▶ _MATERIAL PROVIDED_
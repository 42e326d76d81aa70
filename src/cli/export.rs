//! CLI commands for data export

use clap::{Subcommand, ValueEnum};
use std::fs::File;
use std::io::{BufWriter, Write};
use std::path::{Path, PathBuf};

use crate::error::{SpendwiseError, SpendwiseResult};
use crate::export::{json, yaml, CSV_MIME};
use crate::session::Session;

/// Snapshot format
#[derive(Debug, Clone, Copy, ValueEnum)]
pub enum SnapshotFormat {
    Json,
    /// Human-readable
    Yaml,
}

#[derive(Subcommand, Debug)]
pub enum ExportCommands {
    /// Export the expense history to CSV
    Csv {
        /// Output file (defaults to spendwise_expenses_<date>.csv in the current directory)
        #[arg(short, long)]
        output: Option<PathBuf>,
    },

    /// Export profile, settings and expenses to a single file
    All {
        /// Output file path
        output: PathBuf,

        #[arg(short, long, value_enum, default_value = "json")]
        format: SnapshotFormat,

        /// Pretty-print JSON output
        #[arg(long)]
        pretty: bool,
    },
}

pub fn handle_export_command(session: &Session, cmd: ExportCommands) -> SpendwiseResult<()> {
    match cmd {
        ExportCommands::Csv { output } => {
            let export = session.export_csv()?;
            let output = output.unwrap_or_else(|| PathBuf::from(&export.filename));
            std::fs::write(&output, export.content)
                .map_err(|e| export_error(&output, e))?;

            let count = session.storage().expenses.count()?;
            println!("Exported {} expenses to: {}", count, output.display());
            println!("Content type: {}", CSV_MIME);
        }
        ExportCommands::All {
            output,
            format,
            pretty,
        } => {
            let file = File::create(&output).map_err(|e| export_error(&output, e))?;
            let mut writer = BufWriter::new(file);

            match format {
                SnapshotFormat::Json => json::export_full_json(session.storage(), &mut writer, pretty)?,
                SnapshotFormat::Yaml => yaml::export_full_yaml(session.storage(), &mut writer)?,
            }
            writer.flush().map_err(|e| export_error(&output, e))?;
            drop(writer);

            // Read the file back so a truncated or unreadable snapshot is reported now
            let written = std::fs::read_to_string(&output).map_err(|e| export_error(&output, e))?;
            let snapshot = match format {
                SnapshotFormat::Json => json::read_json_export(&written)?,
                SnapshotFormat::Yaml => yaml::read_yaml_export(&written)?,
            };

            println!("Full data exported to: {}", output.display());
            println!(
                "Verified {} expenses (schema {})",
                snapshot.expenses.len(),
                snapshot.schema_version
            );
        }
    }

    Ok(())
}

fn export_error(path: &Path, e: std::io::Error) -> SpendwiseError {
    SpendwiseError::Export(format!("Failed to write {}: {}", path.display(), e))
}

▶ _INSTRUCTIONS TO FOLLOW_
Would you quote everything above from the line containing "the current directory)" down to the line containing "#[arg(short, long, value_enum, default_value"? Include both of those lines and nothing else.

▶ _YOUR RESPONSE_
        /// Output file (defaults to spendwise_expenses_<date>.csv in the current directory)
        #[arg(short, long)]
        output: Option<PathBuf>,
    },

    /// Export profile, settings and expenses to a single file
    All {
        /// Output file path
        output: PathBuf,

        #[arg(short, long, value_enum, default_value = "json")]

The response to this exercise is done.